136 N.W. 784, 23 N.D. 284, 1912 N.D. LEXIS 94
CourtNorth Dakota Supreme Court
DecidedMay 13, 1912
StatusPublished
Cited by8 cases

This text of 136 N.W. 784 (State v. Tolley) is published on Counsel Stack Legal Research, covering North Dakota Supreme Court primary law. Counsel Stack provides free access to over 12 million legal documents including statutes, case law, regulations, and constitutions.

Bluebook
State v. Tolley, 136 N.W. 784, 23 N.D. 284, 1912 N.D. LEXIS 94 (N.D. 1912).

Opinion

Fisk, J.

Appellant was convicted in the district court of Ward county of the crime of criminal libel, and he has appealed both from the judgment of conviction and from the order denying his motion for a new trial. There are 221 assignments of error, but they are grouped and argued in appellant’s brief under six heads, and they will be considered in the order thus presented.

1st. It is contended that the information is defective, and the same was challenged, both by demurrer and by motion in arrest of judgment. There are four grounds of demurrer, only two of which are argued in appellant’s brief, which grounds are as follows:

“2d. That the information in the above-entitled action does not substantially conform to the requirements of the Penal Code and Code of Criminal Procedure of North Dakota, 1905, and acts amendatory thereof, in this, — that the act charged as an offense in said information [289]*289is not clearly and distinctly set forth in ordinary and concise language, without repetition, and in such a manner as to enable a person of common understanding to know what is intended or what is chargedand,
“3d. That more than one offense is charged in said information.”
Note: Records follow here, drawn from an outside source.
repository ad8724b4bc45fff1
pub mod password;
pub mod token;
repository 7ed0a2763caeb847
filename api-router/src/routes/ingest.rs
use std::collections::BTreeSet;
use std::path::Path;

use axum::{
    extract::{Query, State},
    Json,
};
use common::{
    error::AppError,
    utils::patterns::{normalize_patterns, parse_pattern_list},
};
use ingestion_pipeline::{resolve_query, IngestionResult, ResolvedQuery, DEFAULT_MAX_FILE_SIZE};
use serde::{Deserialize, Serialize};
use tracing::{info, warn};

use crate::{api_state::ApiState, error::ApiError};

pub const MIN_FILE_SIZE_LIMIT: u64 = 1024;
pub const MAX_FILE_SIZE_LIMIT: u64 = 100 * 1024 * 1024;

/// Structured-body ingestion request.
#[derive(Debug, Clone, Deserialize)]
pub struct IngestRequest {
    /// Git repository URL or local path
    pub source: String,
    /// Maximum file size to process, in bytes
    pub max_file_size: Option<u64>,
    /// Patterns to include (Unix shell-style wildcards)
    pub include_patterns: Option<BTreeSet<String>>,
    /// Patterns to exclude (Unix shell-style wildcards)
    pub exclude_patterns: Option<BTreeSet<String>>,
    /// Specific branch to clone and ingest
    pub branch: Option<String>,
}

impl IngestRequest {
    /// Boundary validation, runs before any resolution or network work.
    pub fn validate(&self) -> Result<(), ApiError> {
        if self.source.trim().is_empty() {
            return Err(ApiError::Validation("source must not be empty".to_owned()));
        }
        let max_file_size = self.max_file_size.unwrap_or(DEFAULT_MAX_FILE_SIZE);
        if !(MIN_FILE_SIZE_LIMIT..=MAX_FILE_SIZE_LIMIT).contains(&max_file_size) {
            return Err(ApiError::Validation(format!(
                "max_file_size must be between {MIN_FILE_SIZE_LIMIT} and {MAX_FILE_SIZE_LIMIT} bytes"
            )));
        }
        Ok(())
    }
}

#[derive(Debug, Clone, Serialize, PartialEq, Eq)]
pub struct IngestData {
    pub summary: String,
    pub tree: String,
    pub content: String,
}

#[derive(Debug, Clone, Serialize, PartialEq, Eq)]
pub struct IngestMetadata {
    pub source_type: String,
    pub repository: String,
    pub branch: String,
    pub subpath: String,
}

/// Unified success/error envelope. Exactly one of `data`/`error` is
/// populated per the success flag; `metadata` is present iff success.
#[derive(Debug, Clone, Serialize)]
pub struct IngestResponse {
    pub success: bool,
    pub data: Option<IngestData>,
    pub error: Option<String>,
    pub metadata: Option<IngestMetadata>,
}

pub async fn ingest_repository(
    State(state): State<ApiState>,
    Json(body): Json<IngestRequest>,
) -> Result<Json<IngestResponse>, ApiError> {
    Ok(Json(run_ingest_pipeline(&state, body).await?))
}

/// Flat-parameter variant of [`IngestRequest`], patterns as
/// comma-delimited strings.
#[derive(Debug, Deserialize)]
pub struct IngestParams {
    pub source: String,
    pub max_file_size: Option<u64>,
    pub include_patterns: Option<String>,
    pub exclude_patterns: Option<String>,
    pub branch: Option<String>,
}

pub async fn ingest_repository_get(
    State(state): State<ApiState>,
    Query(params): Query<IngestParams>,
) -> Result<Json<IngestResponse>, ApiError> {
    let body = IngestRequest {
        source: params.source,
        max_file_size: params.max_file_size,
        include_patterns: params.include_patterns.as_deref().and_then(parse_pattern_list),
        exclude_patterns: params.exclude_patterns.as_deref().and_then(parse_pattern_list),
        branch: params.branch,
    };

    Ok(Json(run_ingest_pipeline(&state, body).await?))
}

/// The single internal pipeline both transports share:
/// validate → resolve → acquire (remote only) → ingest → assemble.
///
/// Validation and resolution failures surface as [`ApiError`] (a client
/// error, HTTP 400); acquisition and ingestion failures are folded into
/// the failure envelope.
pub(crate) async fn run_ingest_pipeline(
    state: &ApiState,
    body: IngestRequest,
) -> Result<IngestResponse, ApiError> {
    body.validate()?;
    let max_file_size = body.max_file_size.unwrap_or(DEFAULT_MAX_FILE_SIZE);

    info!(source = %body.source, max_file_size, "received ingestion request");

    let mut query = resolve_query(
        &body.source,
        max_file_size,
        true,
        body.include_patterns.and_then(normalize_patterns),
        body.exclude_patterns.and_then(normalize_patterns),
        Path::new(&state.config.clone_dir),
    )
    .map_err(ApiError::from)?;

    // Explicit branch override wins over the resolver's default
    if let Some(branch) = body.branch {
        query.branch = Some(branch);
    }

    match acquire_and_ingest(state, &query).await {
        Ok(result) => Ok(IngestResponse {
            success: true,
            data: Some(IngestData {
                summary: result.summary,
                tree: result.tree,
                content: result.content,
            }),
            error: None,
            metadata: Some(IngestMetadata {
                source_type: query.source_type().to_owned(),
                repository: query.repository(),
                branch: query.branch.clone().unwrap_or_else(|| "default".to_owned()),
                subpath: query.subpath.clone(),
            }),
        }),
        Err(err) => {
            warn!(source_type = query.source_type(), error = %err, "ingestion pipeline failed");
            Ok(IngestResponse {
                success: false,
                data: None,
                error: Some(err.to_string()),
                metadata: None,
            })
        }
    }
}

async fn acquire_and_ingest(
    state: &ApiState,
    query: &ResolvedQuery,
) -> Result<IngestionResult, AppError> {
    // Local sources are read in place; only remote ones are acquired
    let Some(clone_config) = query.clone_config() else {
        return state.ingestor.ingest(query).await;
    };

    let result = async {
        state.acquirer.acquire(&clone_config).await?;
        state.ingestor.ingest(query).await
    }
    .await;

    // The checkout is request-scoped: drop the per-request directory
    // whether ingestion succeeded, failed, or the clone left a partial
    // tree behind.
    remove_clone_dir(&clone_config.dest).await;

    result
}

async fn remove_clone_dir(dest: &Path) {
    // dest is clone_dir/<request id>/<owner>-<repo>; the request-scoped
    // unit is the uuid-named parent
    let target = dest.parent().unwrap_or(dest);
    if let Err(err) = tokio::fs::remove_dir_all(target).await {
        if err.kind() != std::io::ErrorKind::NotFound {
            warn!(path = %target.display(), error = %err, "failed to remove clone directory");
        }
    }
}
use std::collections::BTreeMap;
use std::fs;
use std::path::PathBuf;

use async_trait::async_trait;
use common::error::AppError;
use globset::{Glob, GlobSet, GlobSetBuilder};
use tracing::debug;
use walkdir::WalkDir;

use crate::query::ResolvedQuery;

const FILE_SEPARATOR: &str = "================================================";

/// The three-part output of a completed ingestion. Immutable once
/// produced; either the full triple exists or the ingestion failed.
#[derive(Debug, Clone, PartialEq, Eq)]
pub struct IngestionResult {
    pub summary: String,
    pub tree: String,
    pub content: String,
}

/// Seam for the ingestion step so tests can observe or stub it.
#[async_trait]
pub trait RepoIngestor: Send + Sync {
    async fn ingest(&self, query: &ResolvedQuery) -> Result<IngestionResult, AppError>;
}

/// Walks the resolved directory and assembles the summary/tree/content
/// triple. Filesystem work runs on the blocking pool.
pub struct FsIngestor;

#[async_trait]
impl RepoIngestor for FsIngestor {
    async fn ingest(&self, query: &ResolvedQuery) -> Result<IngestionResult, AppError> {
        let query = query.clone();
        tokio::task::spawn_blocking(move || ingest_directory(&query)).await?
    }
}

fn ingest_directory(query: &ResolvedQuery) -> Result<IngestionResult, AppError> {
    let root = scan_root(query);
    if !root.is_dir() {
        return Err(AppError::Ingestion(format!(
            "'{}' does not exist or is not a directory",
            root.display()
        )));
    }

    let include = match &query.include_patterns {
        Some(patterns) => Some(build_globset(patterns.iter())?),
        None => None,
    };
    // `.git` internals are never part of the ingested content
    let mut exclude_patterns = vec!["**/.git/**".to_owned(), ".git/**".to_owned()];
    if let Some(patterns) = &query.exclude_patterns {
        exclude_patterns.extend(patterns.iter().cloned());
    }
    let exclude = build_globset(exclude_patterns.iter())?;

    let mut files: Vec<(String, String)> = Vec::new();
    for entry in WalkDir::new(&root).sort_by_file_name() {
        let entry = entry
            .map_err(|e| AppError::Ingestion(format!("failed to walk '{}': {e}", root.display())))?;
        if !entry.file_type().is_file() {
            continue;
        }

        let rel = entry
            .path()
            .strip_prefix(&root)
            .unwrap_or_else(|_| entry.path())
            .to_string_lossy()
            .into_owned();

        if exclude.is_match(&rel) {
            continue;
        }
        if let Some(include) = &include {
            if !include.is_match(&rel) {
                continue;
            }
        }

        // Size cutoff: value is applied as given, files strictly larger
        // than the limit are skipped.
        let size = entry
            .metadata()
            .map_err(|e| AppError::Ingestion(format!("failed to stat '{rel}': {e}")))?
            .len();
        if size > query.max_file_size {
            debug!(file = %rel, size, "skipping oversized file");
            continue;
        }

        // Non-UTF-8 files are treated as binary and skipped
        let Ok(text) = fs::read_to_string(entry.path()) else {
            debug!(file = %rel, "skipping non-text file");
            continue;
        };
        files.push((rel, text));
    }

    files.sort_by(|a, b| a.0.cmp(&b.0));

    let tree = render_tree(&query.slug, files.iter().map(|(rel, _)| rel.as_str()));
    let content = render_content(&files);
    let summary = render_summary(query, files.len(), content.len());

    Ok(IngestionResult {
        summary,
        tree,
        content,
    })
}

fn scan_root(query: &ResolvedQuery) -> PathBuf {
    let subpath = query.subpath.trim_start_matches('/');
    if subpath.is_empty() {
        query.local_path.clone()
    } else {
        query.local_path.join(subpath)
    }
}

fn build_globset<'a, I>(patterns: I) -> Result<GlobSet, AppError>
where
    I: IntoIterator<Item = &'a String>,
{
    let mut builder = GlobSetBuilder::new();
    for pattern in patterns {
        let glob = Glob::new(pattern)
            .map_err(|e| AppError::Ingestion(format!("invalid glob pattern '{pattern}': {e}")))?;
        builder.add(glob);
    }
    builder
        .build()
        .map_err(|e| AppError::Ingestion(format!("failed to build glob set: {e}")))
}

#[derive(Default)]
struct TreeNode {
    children: BTreeMap<String, TreeNode>,
}

fn render_tree<'a, I>(slug: &str, paths: I) -> String
where
    I: IntoIterator<Item = &'a str>,
{
    let mut root = TreeNode::default();
    for path in paths {
        let mut node = &mut root;
        for component in path.split('/') {
            node = node.children.entry(component.to_owned()).or_default();
        }
    }

    let mut out = format!("Directory structure:\n└── {slug}/\n");
    render_children(&root, "    ", &mut out);
    out
}

fn render_children(node: &TreeNode, prefix: &str, out: &mut String) {
    let count = node.children.len();
    for (i, (name, child)) in node.children.iter().enumerate() {
        let last = i + 1 == count;
        let connector = if last { "└── " } else { "├── " };
        let marker = if child.children.is_empty() { "" } else { "/" };
        out.push_str(&format!("{prefix}{connector}{name}{marker}\n"));
        let child_prefix = format!("{prefix}{}", if last { "    " } else { "│   " });
        render_children(child, &child_prefix, out);
    }
}

fn render_content(files: &[(String, String)]) -> String {
    let mut content = String::new();
    for (rel, text) in files {
        content.push_str(FILE_SEPARATOR);
        content.push('\n');
        content.push_str(&format!("FILE: {rel}\n"));
        content.push_str(FILE_SEPARATOR);
        content.push('\n');
        content.push_str(text);
        if !text.ends_with('\n') {
            content.push('\n');
        }
        content.push('\n');
    }
    content
}

fn render_summary(query: &ResolvedQuery, file_count: usize, content_len: usize) -> String {
    let mut summary = format!("Repository: {}\n", query.repository());
    if let Some(branch) = &query.branch {
        summary.push_str(&format!("Branch: {branch}\n"));
    }
    if query.subpath != "/" {
        summary.push_str(&format!("Subpath: {}\n", query.subpath));
    }
    summary.push_str(&format!("Files analyzed: {file_count}\n"));
    summary.push_str(&format!(
        "Estimated tokens: {}\n",
        format_token_estimate(content_len / 4)
    ));
    summary
}

fn format_token_estimate(tokens: usize) -> String {
    if tokens >= 1_000_000 {
        format!("{:.1}M", tokens as f64 / 1_000_000.0)
    } else if tokens >= 1_000 {
        format!("{:.1}k", tokens as f64 / 1_000.0)
    } else {
        tokens.to_string()
    }
}

#[cfg(test)]
mod tests {
    use super::*;
    use crate::query::RepoSource;
    use std::collections::BTreeSet;
    use std::path::Path;

    fn write_file(root: &Path, rel: &str, contents: &[u8]) {
        let path = root.join(rel);
        fs::create_dir_all(path.parent().unwrap()).unwrap();
        fs::write(path, contents).unwrap();
    }

    fn local_query(root: &Path) -> ResolvedQuery {
        ResolvedQuery {
            source: RepoSource::Local {
                path: root.to_path_buf(),
            },
            slug: "fixtures/project".to_owned(),
            branch: None,
            subpath: "/".to_owned(),
            local_path: root.to_path_buf(),
            max_file_size: 1024,
            include_patterns: None,
            exclude_patterns: None,
        }
    }

    fn fixture() -> (tempfile::TempDir, ResolvedQuery) {
        let dir = tempfile::tempdir().unwrap();
        write_file(dir.path(), "README.md", b"hello\n");
        write_file(dir.path(), "src/main.rs", b"fn main() {}\n");
        write_file(dir.path(), ".git/config", b"[core]\n");
        write_file(dir.path(), "logo.bin", &[0xff, 0xfe, 0x00, 0x01]);
        write_file(dir.path(), "big.txt", &vec![b'x'; 4096]);
        let query = local_query(dir.path());
        (dir, query)
    }

    #[tokio::test]
    async fn ingests_text_files_and_skips_git_binary_and_oversized() {
        let (_dir, query) = fixture();
        let result = FsIngestor.ingest(&query).await.unwrap();

        assert!(result.content.contains("FILE: README.md"));
        assert!(result.content.contains("FILE: src/main.rs"));
        assert!(!result.content.contains(".git"));
        assert!(!result.content.contains("logo.bin"));
        assert!(!result.content.contains("big.txt"));
        assert!(result.summary.contains("Files analyzed: 2"));
        assert!(result.summary.starts_with("Repository: fixtures/project\n"));
    }

    #[tokio::test]
    async fn oversized_cutoff_is_exclusive_at_the_boundary() {
        let (_dir, mut query) = fixture();
        // big.txt is exactly 4096 bytes; a limit of 4096 keeps it
        query.max_file_size = 4096;
        let result = FsIngestor.ingest(&query).await.unwrap();
        assert!(result.content.contains("FILE: big.txt"));
    }

    #[tokio::test]
    async fn include_patterns_narrow_the_walk() {
        let (_dir, mut query) = fixture();
        query.include_patterns = Some(BTreeSet::from(["*.md".to_owned()]));
        let result = FsIngestor.ingest(&query).await.unwrap();

        assert!(result.content.contains("FILE: README.md"));
        assert!(!result.content.contains("FILE: src/main.rs"));
        assert!(result.summary.contains("Files analyzed: 1"));
    }

    #[tokio::test]
    async fn exclude_patterns_drop_matches() {
        let (_dir, mut query) = fixture();
        query.exclude_patterns = Some(BTreeSet::from(["src/**".to_owned()]));
        let result = FsIngestor.ingest(&query).await.unwrap();

        assert!(result.content.contains("FILE: README.md"));
        assert!(!result.content.contains("FILE: src/main.rs"));
    }

    #[tokio::test]
    async fn subpath_restricts_the_scan_root() {
        let (_dir, mut query) = fixture();
        query.subpath = "/src".to_owned();
        let result = FsIngestor.ingest(&query).await.unwrap();

        assert!(result.content.contains("FILE: main.rs"));
        assert!(!result.content.contains("README.md"));
        assert!(result.summary.contains("Subpath: /src"));
    }

    #[tokio::test]
    async fn tree_lists_directories_and_files() {
        let (_dir, query) = fixture();
        let result = FsIngestor.ingest(&query).await.unwrap();

        assert!(result.tree.starts_with("Directory structure:\n"));
        assert!(result.tree.contains("fixtures/project/"));
        assert!(result.tree.contains("README.md"));
        assert!(result.tree.contains("src/"));
        assert!(result.tree.contains("main.rs"));
    }

    #[tokio::test]
    async fn missing_directory_is_an_ingestion_error() {
        let dir = tempfile::tempdir().unwrap();
        let mut query = local_query(dir.path());
        query.subpath = "/no-such-dir".to_owned();

        let err = FsIngestor.ingest(&query).await.unwrap_err();
        assert!(matches!(err, AppError::Ingestion(_)));
    }
}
The information, omitting formal parties, is as follows:

“Dudley L. Nash, state’s attorney in and for the county of Ward, in the state of North Dakota, as informant here in open court, in the name and by the authority of the state of North Dakota, gives this court to understand and be informed:
“That heretofore, to wit, on the twenty-seventh day of May, in the year of our Lord, one thousand nine hundred and nine, at the county of Ward in the state of North Dakota, one E. C. Tolley, late of said county of Ward and state aforesaid, did commit the crime of criminal lihel, committed as follows, to wit: That at said time and place, the said E. C. Tolley, defendant herein,' did wilfully, unlawfully, feloniously, designedly, maliciously, and knowingly, and with malicious intent to injure one Ambrose B. Olson, write, print, and publish, and cause to be written, printed, and published, of and concerning him, the said Ambrose B. Olson, a certain malicious, false, and defamatory libel, in language tending to impeach the honesty, integrity, and reputation of him-, the said Ambrose B. Olson, and thereby to expose him, the said Ambrose B. Olson, to public hatred, ridicule, and contempt, and deprive him of the benefits of public confidence and social intercourse; and the said Ambrose B. Olson, at the time of the said malicious and defamatory publication, was a resident of the county of Ward, in the state of North Dakota, and said libelous publication was then and there in the words and figures following, to wit:
“ T did refuse to put any money into the hands of Ambrose Olson last fall, for the reason that he has misappropriated hundreds of dollaws of my money, and I have no confidence in his handling any more of it, and would not feel justified in letting him carry a rat’s tail to a sick kitten.’
“The said E. O. Tolley then and there, thereby meaning and tending to charge the said Ambrose B. Olson with having committed a public offense, to wit, the crime of embezzlement, he, the said E. O. Tolley, well knowing that the said defamatory matter would expose him, the said Ambrose B. Olson, to public hatred, contempt, and ridicule, and [290]*290would impeach the honesty, integrity, and reputation of him, the said Ambrose B. Olson, and deprive- him, the said Ambrose B. Olson, of the benefits of public confidence, and social intercourse.
“This contrary to the form of the statute in such case made and provided, and against the peace and dignity of the state of North Dakota.”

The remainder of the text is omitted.